Scan the entries below and give the number of lines containing "Insert", with no accompanying words.

-- THE DATA --
+++++

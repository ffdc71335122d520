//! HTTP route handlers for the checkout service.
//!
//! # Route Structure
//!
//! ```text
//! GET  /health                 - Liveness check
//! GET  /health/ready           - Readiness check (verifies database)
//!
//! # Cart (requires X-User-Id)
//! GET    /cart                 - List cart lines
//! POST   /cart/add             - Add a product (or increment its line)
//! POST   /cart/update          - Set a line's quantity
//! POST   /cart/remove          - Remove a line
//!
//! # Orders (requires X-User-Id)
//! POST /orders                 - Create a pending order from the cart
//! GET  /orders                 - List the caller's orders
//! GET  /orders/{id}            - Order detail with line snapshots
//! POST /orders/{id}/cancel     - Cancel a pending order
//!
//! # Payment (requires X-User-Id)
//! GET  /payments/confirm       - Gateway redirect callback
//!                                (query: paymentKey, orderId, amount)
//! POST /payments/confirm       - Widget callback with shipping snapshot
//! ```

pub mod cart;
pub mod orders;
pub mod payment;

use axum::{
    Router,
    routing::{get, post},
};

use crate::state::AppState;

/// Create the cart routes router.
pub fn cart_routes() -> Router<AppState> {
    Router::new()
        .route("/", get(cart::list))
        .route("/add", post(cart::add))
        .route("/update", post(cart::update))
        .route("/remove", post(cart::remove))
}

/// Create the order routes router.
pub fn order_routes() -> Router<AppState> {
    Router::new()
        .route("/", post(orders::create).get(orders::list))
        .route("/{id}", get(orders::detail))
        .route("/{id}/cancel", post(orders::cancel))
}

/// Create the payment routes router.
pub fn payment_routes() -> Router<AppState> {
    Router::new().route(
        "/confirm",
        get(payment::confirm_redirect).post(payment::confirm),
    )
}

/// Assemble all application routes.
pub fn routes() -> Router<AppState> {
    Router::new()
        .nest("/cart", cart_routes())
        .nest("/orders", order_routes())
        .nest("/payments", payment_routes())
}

+++++

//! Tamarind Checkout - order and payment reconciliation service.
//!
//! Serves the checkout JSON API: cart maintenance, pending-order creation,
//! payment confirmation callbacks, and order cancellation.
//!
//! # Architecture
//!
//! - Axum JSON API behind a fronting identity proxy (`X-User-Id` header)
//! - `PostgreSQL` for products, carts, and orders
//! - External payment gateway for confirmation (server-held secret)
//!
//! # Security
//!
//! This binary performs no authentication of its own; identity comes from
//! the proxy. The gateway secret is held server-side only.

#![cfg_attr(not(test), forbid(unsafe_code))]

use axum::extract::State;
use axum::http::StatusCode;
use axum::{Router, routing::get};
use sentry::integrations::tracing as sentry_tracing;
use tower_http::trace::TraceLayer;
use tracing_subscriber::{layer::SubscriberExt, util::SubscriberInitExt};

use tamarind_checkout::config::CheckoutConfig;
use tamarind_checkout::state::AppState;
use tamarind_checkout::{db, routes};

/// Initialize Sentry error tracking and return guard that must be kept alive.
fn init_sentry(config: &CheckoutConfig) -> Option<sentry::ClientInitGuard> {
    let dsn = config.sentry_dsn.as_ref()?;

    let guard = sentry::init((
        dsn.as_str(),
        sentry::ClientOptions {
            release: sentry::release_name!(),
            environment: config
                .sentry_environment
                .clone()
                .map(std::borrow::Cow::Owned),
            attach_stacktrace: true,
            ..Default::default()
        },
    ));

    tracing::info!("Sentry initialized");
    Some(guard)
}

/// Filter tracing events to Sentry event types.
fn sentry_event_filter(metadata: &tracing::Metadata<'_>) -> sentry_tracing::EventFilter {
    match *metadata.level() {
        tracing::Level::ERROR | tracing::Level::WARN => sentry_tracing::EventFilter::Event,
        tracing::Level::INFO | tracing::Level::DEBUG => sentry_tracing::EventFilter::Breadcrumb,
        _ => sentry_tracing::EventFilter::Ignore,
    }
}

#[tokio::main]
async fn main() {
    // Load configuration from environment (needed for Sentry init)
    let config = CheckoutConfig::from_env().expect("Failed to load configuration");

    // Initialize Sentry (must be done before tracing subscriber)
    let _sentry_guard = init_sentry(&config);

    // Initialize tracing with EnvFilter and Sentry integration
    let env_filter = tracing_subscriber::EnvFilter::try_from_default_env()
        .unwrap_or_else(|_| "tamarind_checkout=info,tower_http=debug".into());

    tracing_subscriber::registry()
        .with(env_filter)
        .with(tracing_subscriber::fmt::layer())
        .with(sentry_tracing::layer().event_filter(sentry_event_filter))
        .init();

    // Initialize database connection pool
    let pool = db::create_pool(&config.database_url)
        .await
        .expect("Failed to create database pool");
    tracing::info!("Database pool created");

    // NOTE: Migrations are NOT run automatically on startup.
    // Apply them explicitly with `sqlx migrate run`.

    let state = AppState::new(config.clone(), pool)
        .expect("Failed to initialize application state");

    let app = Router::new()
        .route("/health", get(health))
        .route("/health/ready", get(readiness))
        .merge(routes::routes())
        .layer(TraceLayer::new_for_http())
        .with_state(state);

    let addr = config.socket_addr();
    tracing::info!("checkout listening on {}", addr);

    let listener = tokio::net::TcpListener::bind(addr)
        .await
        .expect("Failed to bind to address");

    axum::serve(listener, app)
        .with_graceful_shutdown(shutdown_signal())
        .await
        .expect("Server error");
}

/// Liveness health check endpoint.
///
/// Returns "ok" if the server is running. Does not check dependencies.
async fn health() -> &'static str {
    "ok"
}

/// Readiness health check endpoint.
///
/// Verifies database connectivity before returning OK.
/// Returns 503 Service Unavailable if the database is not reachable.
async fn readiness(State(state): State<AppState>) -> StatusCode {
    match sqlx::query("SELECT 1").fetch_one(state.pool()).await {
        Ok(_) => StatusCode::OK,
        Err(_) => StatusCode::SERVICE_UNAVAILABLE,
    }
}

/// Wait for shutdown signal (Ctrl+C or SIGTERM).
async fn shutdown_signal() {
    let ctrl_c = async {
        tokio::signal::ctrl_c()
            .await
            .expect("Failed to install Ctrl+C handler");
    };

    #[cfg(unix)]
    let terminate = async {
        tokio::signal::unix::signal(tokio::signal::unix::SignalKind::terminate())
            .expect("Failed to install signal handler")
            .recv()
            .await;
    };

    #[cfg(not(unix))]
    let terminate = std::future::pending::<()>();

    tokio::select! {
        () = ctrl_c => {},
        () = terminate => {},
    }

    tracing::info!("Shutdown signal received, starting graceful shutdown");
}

+++++

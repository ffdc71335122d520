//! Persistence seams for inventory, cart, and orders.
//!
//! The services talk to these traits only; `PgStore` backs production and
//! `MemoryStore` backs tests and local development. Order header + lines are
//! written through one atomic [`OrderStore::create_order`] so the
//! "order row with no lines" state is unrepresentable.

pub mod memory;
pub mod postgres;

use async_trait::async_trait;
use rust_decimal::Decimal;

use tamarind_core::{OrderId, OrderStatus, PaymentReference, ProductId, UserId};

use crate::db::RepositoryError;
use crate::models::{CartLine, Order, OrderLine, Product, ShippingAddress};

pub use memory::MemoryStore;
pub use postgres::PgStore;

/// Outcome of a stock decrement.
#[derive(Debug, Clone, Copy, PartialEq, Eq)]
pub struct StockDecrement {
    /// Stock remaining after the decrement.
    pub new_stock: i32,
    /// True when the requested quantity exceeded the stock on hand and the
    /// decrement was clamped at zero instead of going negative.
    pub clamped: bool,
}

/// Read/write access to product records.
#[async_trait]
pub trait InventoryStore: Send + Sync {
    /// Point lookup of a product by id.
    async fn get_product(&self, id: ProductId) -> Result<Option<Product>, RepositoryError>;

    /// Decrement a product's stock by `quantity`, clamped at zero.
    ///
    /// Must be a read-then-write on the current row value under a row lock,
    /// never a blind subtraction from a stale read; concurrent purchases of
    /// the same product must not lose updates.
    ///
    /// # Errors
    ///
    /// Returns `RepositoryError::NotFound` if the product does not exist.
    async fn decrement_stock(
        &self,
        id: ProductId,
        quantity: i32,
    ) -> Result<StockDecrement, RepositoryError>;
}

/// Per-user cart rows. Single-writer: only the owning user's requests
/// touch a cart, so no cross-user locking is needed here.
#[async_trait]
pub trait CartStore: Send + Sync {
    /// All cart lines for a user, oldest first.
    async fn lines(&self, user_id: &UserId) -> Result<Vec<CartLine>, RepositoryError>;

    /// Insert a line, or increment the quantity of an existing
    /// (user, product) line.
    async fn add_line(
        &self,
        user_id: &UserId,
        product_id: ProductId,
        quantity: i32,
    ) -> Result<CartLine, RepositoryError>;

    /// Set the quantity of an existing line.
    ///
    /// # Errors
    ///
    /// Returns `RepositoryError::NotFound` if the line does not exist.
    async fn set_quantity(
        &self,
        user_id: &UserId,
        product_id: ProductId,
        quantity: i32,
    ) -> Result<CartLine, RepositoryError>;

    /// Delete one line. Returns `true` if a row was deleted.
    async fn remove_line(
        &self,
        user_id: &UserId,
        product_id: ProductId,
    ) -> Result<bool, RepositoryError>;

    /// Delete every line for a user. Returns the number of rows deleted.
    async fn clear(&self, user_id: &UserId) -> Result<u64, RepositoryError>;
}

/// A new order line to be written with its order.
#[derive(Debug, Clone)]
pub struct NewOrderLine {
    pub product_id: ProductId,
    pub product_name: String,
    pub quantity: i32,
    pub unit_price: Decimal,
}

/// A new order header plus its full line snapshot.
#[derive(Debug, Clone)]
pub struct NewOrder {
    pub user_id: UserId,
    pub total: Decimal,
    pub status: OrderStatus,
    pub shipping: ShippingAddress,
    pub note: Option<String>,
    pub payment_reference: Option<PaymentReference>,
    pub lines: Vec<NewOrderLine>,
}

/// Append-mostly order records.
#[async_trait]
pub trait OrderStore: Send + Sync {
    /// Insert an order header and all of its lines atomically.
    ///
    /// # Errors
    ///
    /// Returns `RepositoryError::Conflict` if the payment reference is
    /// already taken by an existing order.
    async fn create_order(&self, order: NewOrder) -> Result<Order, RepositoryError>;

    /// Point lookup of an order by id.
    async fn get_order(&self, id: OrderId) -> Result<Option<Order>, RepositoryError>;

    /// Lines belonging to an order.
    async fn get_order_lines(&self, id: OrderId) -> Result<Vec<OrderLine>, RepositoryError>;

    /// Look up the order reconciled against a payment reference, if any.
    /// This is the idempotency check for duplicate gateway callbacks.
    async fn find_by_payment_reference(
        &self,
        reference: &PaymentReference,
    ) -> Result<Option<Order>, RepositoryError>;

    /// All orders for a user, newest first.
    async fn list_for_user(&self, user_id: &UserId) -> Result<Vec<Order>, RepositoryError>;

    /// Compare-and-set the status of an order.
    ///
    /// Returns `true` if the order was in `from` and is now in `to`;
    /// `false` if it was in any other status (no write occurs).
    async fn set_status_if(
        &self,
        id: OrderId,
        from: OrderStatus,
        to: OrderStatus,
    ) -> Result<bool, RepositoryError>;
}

+++++

-- SOLUTION TO THIS PROBLEM --
2